Segment Start: DATA SUPPLIED
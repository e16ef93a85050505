//! JSON file implementation of the state store port
//!
//! The whole mapping lives in one JSON document keyed by watch-root-relative
//! path. Every mutation rewrites the document atomically: serialize to a
//! sibling temp file, then rename over the target. A crash mid-write leaves
//! the previous document intact.
//!
//! Loading is tolerant: a missing file starts empty, a corrupt file is logged
//! and treated as empty (entries get re-created as uploads succeed), and
//! records in the older on-disk shape are normalized on the way in.

use std::collections::BTreeMap;
use std::path::{Path, PathBuf};

use anyhow::Context;
use chrono::{DateTime, Utc};
use serde::{Deserialize, Serialize};
use tokio::sync::RwLock;
use tracing::{debug, warn};

use fanout_core::domain::newtypes::{ContentDigest, EntryPath, RemoteRef, TransportName};
use fanout_core::domain::tracked_entry::{EntryKind, TrackedEntry};
use fanout_core::ports::IStateStore;

/// Transport name assigned to refs stored in the legacy bare-string shape,
/// which predates per-transport ref maps.
const LEGACY_TRANSPORT_NAME: &str = "api";

// ============================================================================
// On-disk representation
// ============================================================================

/// One record as read from disk.
///
/// Accepts both the current shape (`content_hash` / `remote_refs` /
/// `last_synced_at`) and the legacy shape (`hash` / `ids`, where `ids` may be
/// a bare string instead of a map).
#[derive(Deserialize)]
struct StoredEntry {
    #[serde(alias = "hash")]
    content_hash: String,
    #[serde(default)]
    kind: Option<EntryKind>,
    #[serde(alias = "ids", default)]
    remote_refs: RefShape,
    #[serde(default)]
    last_synced_at: Option<DateTime<Utc>>,
}

/// Legacy records stored a single opaque ref string where newer records
/// store a map keyed by transport name.
#[derive(Deserialize)]
#[serde(untagged)]
enum RefShape {
    Map(BTreeMap<String, String>),
    Single(String),
}

impl Default for RefShape {
    fn default() -> Self {
        RefShape::Map(BTreeMap::new())
    }
}

/// One record as written to disk (always the current shape).
#[derive(Serialize)]
struct WireEntry<'a> {
    kind: EntryKind,
    content_hash: &'a ContentDigest,
    remote_refs: &'a BTreeMap<TransportName, RemoteRef>,
    last_synced_at: DateTime<Utc>,
}

impl StoredEntry {
    /// Converts a raw record into a domain entry, normalizing legacy shapes.
    fn into_tracked(self, path: EntryPath) -> anyhow::Result<TrackedEntry> {
        let content_hash = ContentDigest::new(self.content_hash)?;

        let kind = self.kind.unwrap_or(if content_hash.is_directory() {
            EntryKind::Folder
        } else {
            EntryKind::File
        });

        let mut remote_refs = BTreeMap::new();
        match self.remote_refs {
            RefShape::Map(map) => {
                for (transport, reference) in map {
                    remote_refs.insert(
                        TransportName::new(transport)?,
                        RemoteRef::new(reference)?,
                    );
                }
            }
            RefShape::Single(reference) => {
                remote_refs.insert(
                    TransportName::new(LEGACY_TRANSPORT_NAME.to_string())?,
                    RemoteRef::new(reference)?,
                );
            }
        }

        Ok(TrackedEntry {
            path,
            kind,
            content_hash,
            remote_refs,
            last_synced_at: self.last_synced_at.unwrap_or_else(Utc::now),
        })
    }
}

// ============================================================================
// JsonStateStore
// ============================================================================

/// State store backed by a single JSON file.
///
/// The engine owns the store exclusively and serializes mutation, so an
/// async `RwLock` around the in-memory map is sufficient.
pub struct JsonStateStore {
    path: PathBuf,
    entries: RwLock<BTreeMap<EntryPath, TrackedEntry>>,
}

impl JsonStateStore {
    /// Opens the store at `path`, loading any existing document.
    ///
    /// A missing file starts the store empty. A file that cannot be parsed
    /// is logged and also starts the store empty rather than aborting:
    /// entries are rebuilt as uploads succeed, at the cost of re-sending
    /// content that was already remote.
    pub async fn open(path: impl Into<PathBuf>) -> anyhow::Result<Self> {
        let path = path.into();
        let entries = match tokio::fs::read(&path).await {
            Ok(bytes) => Self::parse(&path, &bytes),
            Err(e) if e.kind() == std::io::ErrorKind::NotFound => {
                debug!(path = %path.display(), "no existing state file, starting empty");
                BTreeMap::new()
            }
            Err(e) => {
                return Err(e).context(format!("reading state file {}", path.display()));
            }
        };

        Ok(Self {
            path,
            entries: RwLock::new(entries),
        })
    }

    /// Location of the backing file.
    #[must_use]
    pub fn path(&self) -> &Path {
        &self.path
    }

    fn parse(path: &Path, bytes: &[u8]) -> BTreeMap<EntryPath, TrackedEntry> {
        let raw: BTreeMap<String, StoredEntry> = match serde_json::from_slice(bytes) {
            Ok(raw) => raw,
            Err(e) => {
                warn!(
                    path = %path.display(),
                    error = %e,
                    "state file is corrupt, starting with empty state"
                );
                return BTreeMap::new();
            }
        };

        let mut entries = BTreeMap::new();
        for (key, stored) in raw {
            let entry_path = match EntryPath::new(key.clone()) {
                Ok(p) => p,
                Err(e) => {
                    warn!(key = %key, error = %e, "skipping record with invalid path");
                    continue;
                }
            };
            match stored.into_tracked(entry_path.clone()) {
                Ok(entry) => {
                    entries.insert(entry_path, entry);
                }
                Err(e) => {
                    warn!(path = %key, error = %e, "skipping unreadable record");
                }
            }
        }
        debug!(count = entries.len(), "loaded state file");
        entries
    }

    /// Writes the full in-memory map to disk atomically.
    ///
    /// Serializes to `<path>.tmp` in the same directory, then renames over
    /// the target so readers never observe a partial document.
    async fn persist(&self, entries: &BTreeMap<EntryPath, TrackedEntry>) -> anyhow::Result<()> {
        if let Some(parent) = self.path.parent() {
            tokio::fs::create_dir_all(parent)
                .await
                .with_context(|| format!("creating state directory {}", parent.display()))?;
        }

        let wire: BTreeMap<&str, WireEntry<'_>> = entries
            .iter()
            .map(|(path, entry)| {
                (
                    path.as_str(),
                    WireEntry {
                        kind: entry.kind,
                        content_hash: &entry.content_hash,
                        remote_refs: &entry.remote_refs,
                        last_synced_at: entry.last_synced_at,
                    },
                )
            })
            .collect();
        let json = serde_json::to_vec_pretty(&wire)?;

        let tmp = self.path.with_extension("json.tmp");
        tokio::fs::write(&tmp, &json)
            .await
            .with_context(|| format!("writing temp state file {}", tmp.display()))?;
        tokio::fs::rename(&tmp, &self.path)
            .await
            .with_context(|| format!("replacing state file {}", self.path.display()))?;
        Ok(())
    }
}

#[async_trait::async_trait]
impl IStateStore for JsonStateStore {
    async fn get(&self, path: &EntryPath) -> anyhow::Result<Option<TrackedEntry>> {
        Ok(self.entries.read().await.get(path).cloned())
    }

    async fn upsert(&self, entry: TrackedEntry) -> anyhow::Result<()> {
        let mut entries = self.entries.write().await;
        entries.insert(entry.path.clone(), entry);
        self.persist(&entries).await
    }

    async fn remove(&self, path: &EntryPath) -> anyhow::Result<()> {
        let mut entries = self.entries.write().await;
        if entries.remove(path).is_none() {
            return Ok(());
        }
        self.persist(&entries).await
    }

    async fn all(&self) -> anyhow::Result<Vec<TrackedEntry>> {
        Ok(self.entries.read().await.values().cloned().collect())
    }
}

// ============================================================================
// Tests
// ============================================================================

#[cfg(test)]
mod tests {
    use super::*;
    use tempfile::TempDir;

    fn name(s: &str) -> TransportName {
        TransportName::new(s.to_string()).unwrap()
    }

    fn entry(path: &str, hash: &str, refs: &[(&str, &str)]) -> TrackedEntry {
        let remote_refs = refs
            .iter()
            .map(|(t, r)| (name(t), RemoteRef::new(r.to_string()).unwrap()))
            .collect();
        TrackedEntry::new(
            EntryPath::new(path.to_string()).unwrap(),
            EntryKind::File,
            ContentDigest::new(hash.to_string()).unwrap(),
            remote_refs,
        )
    }

    #[tokio::test]
    async fn test_open_missing_file_starts_empty() {
        let dir = TempDir::new().unwrap();
        let store = JsonStateStore::open(dir.path().join("state.json"))
            .await
            .unwrap();
        assert!(store.all().await.unwrap().is_empty());
    }

    #[tokio::test]
    async fn test_upsert_survives_reopen() {
        let dir = TempDir::new().unwrap();
        let path = dir.path().join("state.json");

        let store = JsonStateStore::open(&path).await.unwrap();
        store
            .upsert(entry("notes.txt", "aaaa", &[("api", "f-1")]))
            .await
            .unwrap();
        drop(store);

        let reopened = JsonStateStore::open(&path).await.unwrap();
        let key = EntryPath::new("notes.txt".to_string()).unwrap();
        let loaded = reopened.get(&key).await.unwrap().unwrap();
        assert_eq!(loaded.content_hash.as_str(), "aaaa");
        assert_eq!(loaded.ref_for(&name("api")).unwrap().as_str(), "f-1");
    }

    #[tokio::test]
    async fn test_upsert_replaces_existing_record() {
        let dir = TempDir::new().unwrap();
        let store = JsonStateStore::open(dir.path().join("state.json"))
            .await
            .unwrap();

        store
            .upsert(entry("notes.txt", "aaaa", &[("api", "f-1")]))
            .await
            .unwrap();
        store
            .upsert(entry("notes.txt", "bbbb", &[("api", "f-2")]))
            .await
            .unwrap();

        let key = EntryPath::new("notes.txt".to_string()).unwrap();
        let loaded = store.get(&key).await.unwrap().unwrap();
        assert_eq!(loaded.content_hash.as_str(), "bbbb");
        assert_eq!(loaded.ref_for(&name("api")).unwrap().as_str(), "f-2");
        assert_eq!(store.all().await.unwrap().len(), 1);
    }

    #[tokio::test]
    async fn test_remove_untracked_path_is_noop() {
        let dir = TempDir::new().unwrap();
        let store = JsonStateStore::open(dir.path().join("state.json"))
            .await
            .unwrap();

        let key = EntryPath::new("ghost.txt".to_string()).unwrap();
        store.remove(&key).await.unwrap();
        assert!(store.all().await.unwrap().is_empty());
    }

    #[tokio::test]
    async fn test_remove_persists() {
        let dir = TempDir::new().unwrap();
        let path = dir.path().join("state.json");

        let store = JsonStateStore::open(&path).await.unwrap();
        store
            .upsert(entry("notes.txt", "aaaa", &[("api", "f-1")]))
            .await
            .unwrap();
        let key = EntryPath::new("notes.txt".to_string()).unwrap();
        store.remove(&key).await.unwrap();
        drop(store);

        let reopened = JsonStateStore::open(&path).await.unwrap();
        assert!(reopened.get(&key).await.unwrap().is_none());
    }

    #[tokio::test]
    async fn test_corrupt_file_starts_empty() {
        let dir = TempDir::new().unwrap();
        let path = dir.path().join("state.json");
        std::fs::write(&path, b"{ this is not json").unwrap();

        let store = JsonStateStore::open(&path).await.unwrap();
        assert!(store.all().await.unwrap().is_empty());

        // The store stays usable and overwrites the corrupt document.
        store
            .upsert(entry("notes.txt", "aaaa", &[("api", "f-1")]))
            .await
            .unwrap();
        let reopened = JsonStateStore::open(&path).await.unwrap();
        assert_eq!(reopened.all().await.unwrap().len(), 1);
    }

    #[tokio::test]
    async fn test_loads_legacy_map_shape() {
        let dir = TempDir::new().unwrap();
        let path = dir.path().join("state.json");
        std::fs::write(
            &path,
            r#"{"docs/notes.txt": {"hash": "aaaa", "ids": {"api": "f-1", "ftp": "notes.txt"}}}"#,
        )
        .unwrap();

        let store = JsonStateStore::open(&path).await.unwrap();
        let key = EntryPath::new("docs/notes.txt".to_string()).unwrap();
        let loaded = store.get(&key).await.unwrap().unwrap();
        assert_eq!(loaded.content_hash.as_str(), "aaaa");
        assert_eq!(loaded.ref_for(&name("api")).unwrap().as_str(), "f-1");
        assert_eq!(loaded.ref_for(&name("ftp")).unwrap().as_str(), "notes.txt");
        assert_eq!(loaded.kind, EntryKind::File);
    }

    #[tokio::test]
    async fn test_loads_legacy_bare_string_ref() {
        let dir = TempDir::new().unwrap();
        let path = dir.path().join("state.json");
        std::fs::write(&path, r#"{"notes.txt": {"hash": "aaaa", "ids": "f-9"}}"#).unwrap();

        let store = JsonStateStore::open(&path).await.unwrap();
        let key = EntryPath::new("notes.txt".to_string()).unwrap();
        let loaded = store.get(&key).await.unwrap().unwrap();
        assert_eq!(loaded.ref_for(&name("api")).unwrap().as_str(), "f-9");
    }

    #[tokio::test]
    async fn test_legacy_dir_sentinel_becomes_folder_kind() {
        let dir = TempDir::new().unwrap();
        let path = dir.path().join("state.json");
        std::fs::write(&path, r#"{"docs": {"hash": "dir", "ids": {"api": "d-1"}}}"#).unwrap();

        let store = JsonStateStore::open(&path).await.unwrap();
        let key = EntryPath::new("docs".to_string()).unwrap();
        let loaded = store.get(&key).await.unwrap().unwrap();
        assert_eq!(loaded.kind, EntryKind::Folder);
        assert!(loaded.content_hash.is_directory());
    }

    #[tokio::test]
    async fn test_skips_unreadable_records_keeps_rest() {
        let dir = TempDir::new().unwrap();
        let path = dir.path().join("state.json");
        std::fs::write(
            &path,
            r#"{
                "good.txt": {"hash": "aaaa", "ids": {"api": "f-1"}},
                "/absolute/bad": {"hash": "bbbb", "ids": {"api": "f-2"}}
            }"#,
        )
        .unwrap();

        let store = JsonStateStore::open(&path).await.unwrap();
        let all = store.all().await.unwrap();
        assert_eq!(all.len(), 1);
        assert_eq!(all[0].path.as_str(), "good.txt");
    }

    #[tokio::test]
    async fn test_no_temp_file_left_behind() {
        let dir = TempDir::new().unwrap();
        let path = dir.path().join("state.json");

        let store = JsonStateStore::open(&path).await.unwrap();
        store
            .upsert(entry("notes.txt", "aaaa", &[("api", "f-1")]))
            .await
            .unwrap();

        assert!(path.exists());
        assert!(!path.with_extension("json.tmp").exists());
    }
}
Segment End: DATA SUPPLIED
ABOUT THIS TASK
Go through the data and copy every line that includes "Option".

YOUR SOLUTION
    kind: Option<EntryKind>,
    last_synced_at: Option<DateTime<Utc>>,
    async fn get(&self, path: &EntryPath) -> anyhow::Result<Option<TrackedEntry>> {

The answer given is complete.